Ms. Davis, the recalcitrant County Clerk, recently said in a statement issued by her lawyers: “To me this has never been a gay or lesbian issue. It’s about marriage and God’s word”. Pure applesauce, as Justice Scalia would say, although I doubt he would approve of me quoting him in this context. This isn’t about religious freedom; it’s about illegally discriminating against same-sex couples, pure and simple. When Ms. Davis was elected to her position as County Clerk, she swore an oath to uphold the Constitution of the United States. According to the Supreme Court, which is the final arbiter of all things Constitutional (see Marbury v. Madison), the Constitution requires that marriage licenses be issued to qualified same-sex couples. In refusing to do so, Ms. Davis is violating her oath, which, given her statements, we can assume was taken with one hand resting on a Bible. And as for her supporters who believe that the concept of “religious freedom” means that a public servant doesn’t have to do anything that might contradict their faith? Hypocrites and opportunists. Let’s suppose that Ms. Davis said that she would no longer issue gun permits or hunting licenses because the Ten Commandments include the admonition “Thou Shalt Not Kill”. Would all these same God-fearing conservatives turn out to protect her religious freedom by defending her right to deny gun enthusiasts their lawful permits? If you believe that, there’ a bridge downtown I’d like to sell you. They only want “religious freedom” exceptions for people whose views they agree with.

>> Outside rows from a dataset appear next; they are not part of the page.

//! Minimal Clean: spacious sans layout; also the fallback for unknown ids.
//!
//! Order: Summary → Experience → Projects → [Education | Skills] →
//! [Certifications | References]. The last row appears only when there are
//! certifications or references are offered on request.

use crate::models::resume::ResumeData;
use crate::render::composers::{
    accent_of, chips, contact_items, display_name, non_blank, profession, row, solid, Composer,
    STANDARD_CONTACTS,
};
use crate::render::document::{
    Accent, Align, ChipStyle, Color, ColorScheme, Column, ContactStyle, Content, Document, Entry,
    Header, HeaderPlacement, Node, Section, SectionKind, TextStyle, Theme, Typeface,
};
use crate::render::registry::TemplateId;
use crate::render::sections::{join_filled, References, SectionOutputs, REFERENCES_PLACEHOLDER};

const RULE_COLOR: &str = "#f3f4f6";

pub struct MinimalClean;

impl Composer for MinimalClean {
    fn id(&self) -> TemplateId {
        TemplateId::MinimalClean
    }

    fn compose(&self, resume: &ResumeData, sections: &SectionOutputs<'_>) -> Document {
        let accent = accent_of(resume);
        let info = &resume.personal_info;
        let mut body: Vec<Node> = Vec::new();

        if let Some(summary) = sections.summary {
            body.push(
                Section::new(
                    SectionKind::Summary,
                    Content::Text {
                        text: summary.to_string(),
                        style: TextStyle::Plain,
                        marker_color: None,
                    },
                )
                .into(),
            );
        }

        if let Some(items) = &sections.experience {
            let entries = items
                .iter()
                .map(|e| Entry {
                    title: e.position.to_string(),
                    subtitle: non_blank(e.company),
                    subtitle_color: Some(accent.clone()),
                    dates: e.dates.text(),
                    body: non_blank(e.description),
                    ..Entry::default()
                })
                .collect();
            body.push(
                Section::new(SectionKind::Experience, Content::Entries(entries))
                    .titled("Experience")
                    .into(),
            );
        }

        if let Some(items) = &sections.projects {
            let entries = items
                .iter()
                .map(|p| Entry {
                    title: p.name.to_string(),
                    dates: p.dates.text(),
                    body: non_blank(p.description),
                    ..Entry::default()
                })
                .collect();
            body.push(
                Section::new(SectionKind::Projects, Content::Entries(entries))
                    .titled("Projects")
                    .into(),
            );
        }

        let mut education_column = Vec::new();
        if let Some(items) = &sections.education {
            let entries = items
                .iter()
                .map(|e| Entry {
                    title: e.degree.trim().to_string(),
                    subtitle: non_blank(e.institution),
                    dates: e.dates.text(),
                    ..Entry::default()
                })
                .collect();
            education_column.push(
                Section::new(SectionKind::Education, Content::Entries(entries))
                    .titled("Education")
                    .into(),
            );
        }
        let mut skills_column = Vec::new();
        if let Some(skills) = &sections.skills {
            skills_column.push(
                Section::new(SectionKind::Skills, chips(skills, ChipStyle::Outline, &accent))
                    .titled("Competencies")
                    .into(),
            );
        }
        body.extend(row(
            vec![Column::new(1, education_column), Column::new(1, skills_column)],
            None,
        ));

        let on_request = matches!(sections.references, Some(References::OnRequest));
        if sections.certifications.is_some() || on_request {
            let mut certification_column = Vec::new();
            if let Some(items) = &sections.certifications {
                let entries = items
                    .iter()
                    .map(|c| Entry {
                        title: c.name.to_string(),
                        subtitle: join_filled(&[c.issuer, c.date], " • "),
                        ..Entry::default()
                    })
                    .collect();
                certification_column.push(
                    Section::new(SectionKind::Certifications, Content::Entries(entries))
                        .titled("Certifications")
                        .into(),
                );
            }
            let mut reference_column = Vec::new();
            if let Some(references) = &sections.references {
                let content = match references {
                    References::OnRequest => Content::Notice(REFERENCES_PLACEHOLDER.to_string()),
                    References::Listed(items) => Content::Entries(
                        items
                            .iter()
                            .map(|r| Entry {
                                title: r.name.to_string(),
                                subtitle: join_filled(&[r.title, r.company], ", "),
                                details: [r.relationship, r.email, r.phone]
                                    .iter()
                                    .filter_map(|v| non_blank(v))
                                    .collect(),
                                ..Entry::default()
                            })
                            .collect(),
                    ),
                };
                reference_column.push(
                    Section::new(SectionKind::References, content)
                        .titled("References")
                        .into(),
                );
            }
            body.extend(row(
                vec![
                    Column::new(1, certification_column),
                    Column::new(1, reference_column),
                ],
                Some(Color::new(RULE_COLOR)),
            ));
        }

        Document {
            template: self.id(),
            theme: Theme {
                typeface: Typeface::Sans,
                scheme: ColorScheme::Light,
                accent: accent.clone(),
            },
            header: Header {
                name: display_name(info, "Your Name"),
                profession: profession(info),
                profession_color: Some(accent.clone()),
                contacts: contact_items(info, STANDARD_CONTACTS),
                contact_style: ContactStyle::Inline,
                contact_separator: None,
                avatar: None,
                align: Align::Start,
                placement: HeaderPlacement::Top,
                accent: Some(Accent::Bar(solid(&accent))),
            },
            body,
        }
    }
}
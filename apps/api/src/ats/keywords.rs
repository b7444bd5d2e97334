//! Industry keyword suggestions for the editor's "recommended keywords" panel.
//!
//! Static lists per industry. A keyword counts as covered when it appears as a
//! whole word or phrase, case-insensitively, in the skills, summary,
//! experience or project text.

use serde::Serialize;

use crate::models::resume::ResumeData;

const INDUSTRY_KEYWORDS: &[(&str, &[&str])] = &[
    (
        "Technology",
        &[
            "JavaScript", "React", "Node.js", "AWS", "Agile", "CI/CD", "Docker", "Kubernetes",
            "Python", "SQL",
        ],
    ),
    (
        "Finance",
        &[
            "Financial Modeling", "Risk Management", "Asset Allocation", "GAAP", "CFA", "Excel",
            "Trading", "Forecasting",
        ],
    ),
    (
        "Healthcare",
        &[
            "Patient Care", "Clinical Research", "HIPAA", "EMR", "Nursing", "Diagnostics",
            "Medical Ethics",
        ],
    ),
    (
        "Marketing",
        &[
            "SEO", "Content Strategy", "Social Media", "Analytics", "Brand Management", "PPC",
            "CRM", "Copywriting",
        ],
    ),
    (
        "Education",
        &[
            "Curriculum Design", "Lesson Planning", "Student Engagement", "STEM",
            "Special Education", "Assessment",
        ],
    ),
];

#[derive(Debug, Clone, Serialize)]
pub struct KeywordHit {
    pub keyword: &'static str,
    pub present: bool,
}

#[derive(Debug, Clone, Serialize)]
pub struct KeywordReport {
    pub industry: &'static str,
    pub keywords: Vec<KeywordHit>,
    pub coverage: f32,
}

pub fn industries() -> Vec<&'static str> {
    INDUSTRY_KEYWORDS.iter().map(|(name, _)| *name).collect()
}

/// Canonical industry name and its keyword list, matched case-insensitively.
pub fn keywords_for(industry: &str) -> Option<(&'static str, &'static [&'static str])> {
    let wanted = industry.trim();
    INDUSTRY_KEYWORDS
        .iter()
        .find(|(name, _)| name.eq_ignore_ascii_case(wanted))
        .map(|(name, keywords)| (*name, *keywords))
}

/// Checks which of the industry's keywords the resume already mentions.
pub fn keyword_report(resume: &ResumeData, industry: &str) -> Option<KeywordReport> {
    let (industry, keywords) = keywords_for(industry)?;
    let corpus = searchable_text(resume);

    let keywords: Vec<KeywordHit> = keywords
        .iter()
        .map(|&keyword| KeywordHit {
            keyword,
            present: contains_phrase(&corpus, &keyword.to_lowercase()),
        })
        .collect();

    let covered = keywords.iter().filter(|k| k.present).count();
    let coverage = if keywords.is_empty() {
        0.0
    } else {
        covered as f32 / keywords.len() as f32
    };

    Some(KeywordReport {
        industry,
        keywords,
        coverage,
    })
}

/// True when `needle` occurs in `haystack` with no letter or digit directly
/// before or after it. Both sides are expected lowercased.
fn contains_phrase(haystack: &str, needle: &str) -> bool {
    haystack.match_indices(needle).any(|(start, matched)| {
        let before = haystack[..start].chars().next_back();
        let after = haystack[start + matched.len()..].chars().next();
        !before.is_some_and(char::is_alphanumeric) && !after.is_some_and(char::is_alphanumeric)
    })
}

fn searchable_text(resume: &ResumeData) -> String {
    let mut parts: Vec<&str> = Vec::new();
    parts.extend(resume.skills.iter().map(String::as_str));
    parts.push(&resume.summary);
    for e in &resume.experiences {
        parts.push(&e.position);
        parts.push(&e.description);
    }
    for p in &resume.projects {
        parts.push(&p.technologies);
        parts.push(&p.description);
    }
    parts.join("\n").to_lowercase()
}

#[cfg(test)]
mod tests {
    use super::*;
    use crate::models::resume::{Experience, Project};

    #[test]
    fn test_industry_lookup_is_case_insensitive() {
        let (name, keywords) = keywords_for("  finance ").unwrap();
        assert_eq!(name, "Finance");
        assert_eq!(keywords[0], "Financial Modeling");
        assert!(keywords_for("Agriculture").is_none());
    }

    #[test]
    fn test_industries_in_declared_order() {
        assert_eq!(
            industries(),
            vec!["Technology", "Finance", "Healthcare", "Marketing", "Education"]
        );
    }

    #[test]
    fn test_report_marks_present_keywords() {
        let resume = ResumeData {
            skills: vec!["python".into(), "Docker".into()],
            experiences: vec![Experience {
                description: "Migrated services to Kubernetes on AWS".into(),
                ..Experience::default()
            }],
            projects: vec![Project {
                technologies: "React, Node.js".into(),
                ..Project::default()
            }],
            ..ResumeData::default()
        };
        let report = keyword_report(&resume, "technology").unwrap();
        let present: Vec<_> = report
            .keywords
            .iter()
            .filter(|k| k.present)
            .map(|k| k.keyword)
            .collect();
        assert_eq!(
            present,
            vec!["React", "Node.js", "AWS", "Docker", "Kubernetes", "Python"]
        );
        assert!((report.coverage - 0.6).abs() < f32::EPSILON);
    }

    #[test]
    fn test_keywords_inside_longer_words_do_not_count() {
        let resume = ResumeData {
            skills: vec!["PostgreSQL".into()],
            summary: "Excellent communicator; hardened fragile reactive systems.".into(),
            ..ResumeData::default()
        };
        let present = |industry: &str| -> Vec<&str> {
            keyword_report(&resume, industry)
                .unwrap()
                .keywords
                .into_iter()
                .filter(|k| k.present)
                .map(|k| k.keyword)
                .collect()
        };
        assert!(present("Technology").is_empty());
        assert!(present("Finance").is_empty());
    }

    #[test]
    fn test_phrases_match_at_punctuation_boundaries() {
        assert!(contains_phrase("built on node.js, react.", "node.js"));
        assert!(contains_phrase("built on node.js, react.", "react"));
        assert!(contains_phrase("ci/cd", "ci/cd"));
        assert!(contains_phrase("led social media campaigns", "social media"));
        assert!(!contains_phrase("postgresql", "sql"));
        assert!(!contains_phrase("excellent", "excel"));
    }

    #[test]
    fn test_report_unknown_industry() {
        assert!(keyword_report(&ResumeData::default(), "Mining").is_none());
    }
}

But the Supreme Court itself bears some of the responsibility for this imbroglio. When the Court held in the Hobby Lobby v. Burwell case that the Hobby Lobby company could avoid the contraception mandate provision of the Affordable Care Act based on its owners’ “sincerely held religious beliefs”, it helped to pry open this can of worms wherein people believe they can maneuver around laws they don’t like based on their faith. This is a supremely bad idea (pun intended). Americans hold many differing religious beliefs, but the law is based on certainty, and must be applied equally to everyone. Sheer anarchy would result if people were allowed to pick and choose which laws to obey based on something as ephemeral and contentious as religious beliefs, which vary widely from person to person. Through our recent history, political conservatives have passionately appealed for “law and order”, especially when people they don’t like are protesting for a cause conservatives don’t believe in. But to have any true meaning, “law and order” must apply to everyone equally, including Kim Davis.